Process Map alternatives to flowcharts

Mapping a business process in a flowchart makes sense at first glance.

Flowcharts take a list of steps and help you visualise them with arrows and boxes or bubbles, and we’ve all used them at some point in our lives.

They may therefore seem to be the perfect solution to visually mapping your business processes – but there are challenges to solely relying on them. 

Let’s dive into the world of process mapping with flowcharts, their limitations, and some possible alternatives to consider.

How Does a Flowchart Help Companies

Business process mapping is important for companies because it helps them understand how they are currently managing their business, and where they could improve on it. 

By visualising the steps your company is taking for particular instances instead of simply having a numbered list, it is easier to find where you can improve. It reduces dependency on external experts, makes your working environment more flexible, drives efficiency, and makes it easier to standardise your processes.

A flowchart is one way to approach this visualisation.

One of the seven basic quality tools for process improvement, flowcharts have all the simple steps for a particular process, laid out in sequential order and connected via arrows. They are typically done with paper and pen or a basic diagramming tool over the course of several workshops, and split up so that those directly involved with each part of the process can contribute. 

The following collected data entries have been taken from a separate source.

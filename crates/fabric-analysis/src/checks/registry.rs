//! Registry of built-in checks and the groups they report under.

use fabric_core::config::AnalysisConfig;
use fabric_core::types::Severity;

use super::types::{CheckDefinition, Group};
use crate::insights::metrics;
use crate::rules::catalog::{self, link, physical, platform, traffic};
use crate::rules::RuleSet;

pub const PHYSICAL: &str = "physical";
pub const LINK: &str = "link";
pub const TRAFFIC: &str = "traffic";
pub const PLATFORM: &str = "platform";

const GROUPS: &[(&str, &str)] = &[
    (PHYSICAL, "Physical Layer"),
    (LINK, "Link Layer"),
    (TRAFFIC, "Traffic & Routing"),
    (PLATFORM, "Platform & Security"),
];

/// Ordered set of check definitions plus their groups.
#[derive(Debug, Clone)]
pub struct CheckRegistry {
    checks: Vec<CheckDefinition>,
    groups: Vec<Group>,
}

impl CheckRegistry {
    /// Build a registry from definitions; groups are derived from the
    /// definitions' group ids, known groups first in their fixed order.
    pub fn new(checks: Vec<CheckDefinition>) -> Self {
        let mut groups: Vec<Group> = GROUPS
            .iter()
            .map(|&(id, label)| Group::new(id, label))
            .collect();
        for check in &checks {
            match groups.iter_mut().find(|g| g.id == check.group) {
                Some(group) => group.checks.push(check.id),
                None => {
                    let mut group = Group::new(check.group, check.group);
                    group.checks.push(check.id);
                    groups.push(group);
                }
            }
        }
        groups.retain(|g| !g.checks.is_empty());
        Self { checks, groups }
    }

    /// Every built-in check with default thresholds.
    pub fn builtin() -> Self {
        Self::new(builtin_checks())
    }

    /// Built-in checks filtered by `enabled_checks`/`disabled_checks`, with
    /// threshold overrides applied.
    pub fn configured(config: &AnalysisConfig) -> Self {
        let mut checks: Vec<CheckDefinition> = builtin_checks()
            .into_iter()
            .filter(|c| config.is_check_enabled(c.id))
            .collect();

        if !config.threshold_overrides.is_empty() {
            let mut applied = 0;
            for check in &mut checks {
                applied += check.rules.apply_overrides(&config.threshold_overrides);
            }
            tracing::debug!(
                applied,
                requested = config.threshold_overrides.len(),
                "threshold overrides applied"
            );
            for key in config.threshold_overrides.keys() {
                if !checks.iter().any(|c| c.rules.limit(key).is_some()) {
                    tracing::warn!(key = %key, "threshold override matches no active rule");
                }
            }
        }

        Self::new(checks)
    }

    pub fn checks(&self) -> &[CheckDefinition] {
        &self.checks
    }

    pub fn groups(&self) -> &[Group] {
        &self.groups
    }

    pub fn get(&self, id: &str) -> Option<&CheckDefinition> {
        self.checks.iter().find(|c| c.id == id)
    }

    pub fn contains(&self, id: &str) -> bool {
        self.get(id).is_some()
    }

    pub fn ids(&self) -> impl Iterator<Item = &'static str> + '_ {
        self.checks.iter().map(|c| c.id)
    }

    pub fn len(&self) -> usize {
        self.checks.len()
    }

    pub fn is_empty(&self) -> bool {
        self.checks.is_empty()
    }
}

impl Default for CheckRegistry {
    fn default() -> Self {
        Self::builtin()
    }
}

fn rules(category: &str) -> RuleSet {
    catalog::rule_set(category).unwrap_or_default()
}

fn builtin_checks() -> Vec<CheckDefinition> {
    vec![
        // Physical
        CheckDefinition::new(physical::CABLE, "Cables & Optics", PHYSICAL, rules(physical::CABLE))
            .description("Transceiver temperature, optical power and voltage alarms, cable status")
            .summary_issue("cable_fault")
            .merge_by_port(true)
            .rank_metric(metrics::cable_temperature),
        CheckDefinition::new(physical::FAN, "Fans", PHYSICAL, rules(physical::FAN))
            .description("Fan speed against minimum, fan status and alerts")
            .summary_issue("fan_failure")
            .rank_metric(metrics::fan_deficit),
        CheckDefinition::new(
            physical::TEMPERATURE,
            "Temperature Sensors",
            PHYSICAL,
            rules(physical::TEMPERATURE),
        )
        .description("Board and ASIC sensors against their thresholds")
        .summary_issue("sensor_overheat")
        .rank_metric(metrics::sensor_temperature),
        CheckDefinition::new(physical::POWER, "Power Supplies", PHYSICAL, rules(physical::POWER))
            .description("PSU DC state, load against capacity, alerts")
            .summary_issue("psu_failure")
            .rank_metric(metrics::power_utilization),
        // Link
        CheckDefinition::new(link::BER, "Signal Quality (BER)", LINK, rules(link::BER))
            .description("Pre- and post-FEC bit error rates")
            .summary_issue("ber_high")
            .merge_by_port(true)
            .rank_metric(metrics::ber_magnitude),
        CheckDefinition::new(link::LINK, "Port State", LINK, rules(link::LINK))
            .description("Physical and logical port state, link flaps, speed and width")
            .summary_fields(&[
                ("down_ports", Severity::Critical),
                ("flapping_ports", Severity::Critical),
                ("degraded_ports", Severity::Warning),
                ("inactive_ports", Severity::Info),
            ])
            .summary_issue("link_flapping")
            .merge_by_port(true)
            .rank_metric(metrics::link_instability),
        CheckDefinition::new(link::COUNTERS, "Port Counters", LINK, rules(link::COUNTERS))
            .description("Symbol, receive, discard and integrity error counters")
            .summary_issue("symbol_errors")
            .merge_by_port(true)
            .rank_metric(metrics::counter_errors),
        CheckDefinition::new(link::PCI, "PCIe", LINK, rules(link::PCI))
            .description("Host adapter PCIe errors and link training")
            .summary_issue("pci_degraded")
            .rank_metric(metrics::pci_errors),
        // Traffic
        CheckDefinition::new(traffic::CONGESTION, "Congestion", TRAFFIC, rules(traffic::CONGESTION))
            .description("Transmit wait and congestion ratios, congestion notifications")
            .summary_issue("congestion_moderate")
            .merge_by_port(true)
            .rank_metric(metrics::congestion_ratio),
        CheckDefinition::new(traffic::QOS, "QoS & Virtual Lanes", TRAFFIC, rules(traffic::QOS))
            .description("VL stalls, arbitration and SL2VL configuration")
            .summary_issue("qos_misconfiguration")
            .rank_metric(metrics::qos_stalls),
        CheckDefinition::new(traffic::ROUTING, "Routing", TRAFFIC, rules(traffic::ROUTING))
            .description("Reachability, forwarding tables, credit loops, path balance")
            .summary_fields(&[
                ("unreachable_destinations", Severity::Critical),
                ("missing_routes", Severity::Critical),
                ("credit_loops", Severity::Critical),
                ("long_paths", Severity::Warning),
                ("imbalanced_paths", Severity::Warning),
            ])
            .summary_issue("routing_reported")
            .rank_metric(metrics::routing_problems),
        // Platform
        CheckDefinition::new(platform::FIRMWARE, "Firmware", PLATFORM, rules(platform::FIRMWARE))
            .description("Firmware against the recommended release and fabric baseline")
            .summary_fields(&[
                ("outdated_devices", Severity::Warning),
                ("mismatched_devices", Severity::Info),
            ])
            .summary_issue("firmware_outdated"),
        CheckDefinition::new(platform::SECURITY, "Security", PLATFORM, rules(platform::SECURITY))
            .description("Partition key violations and management key protection")
            .summary_issue("pkey_violations")
            .rank_metric(metrics::security_violations),
        CheckDefinition::new(platform::EVENTS, "Diagnostic Events", PLATFORM, rules(platform::EVENTS))
            .description("Events logged during the diagnostic run")
            .summary_issue("diagnostic_event")
            .merge_by_port(true),
    ]
}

Flowcharts also tend to have specific signs and notations based on which version you’re using, to help you navigate more complicated concepts.

When finished, it should be easy to: 

  • Understand how that process works
  • Plan similar processes
  • Communicate it to others so that it may be followed or replicated
  • Find spots to improve upon it
  • Document it for future use

If you’re struggling with how to map your processes, you may think that flowcharts are a great, easy way to do so. At least until you realise just how complex your processes and their visualisation can become.

But worry not! 

Flowcharts are not the only way to visualise processes, nor are they the most exhaustive way to communicate them.

What Are the Limitations of Flowcharts for Business Process Mapping 

A flowchart is the start of the right idea for business process mapping.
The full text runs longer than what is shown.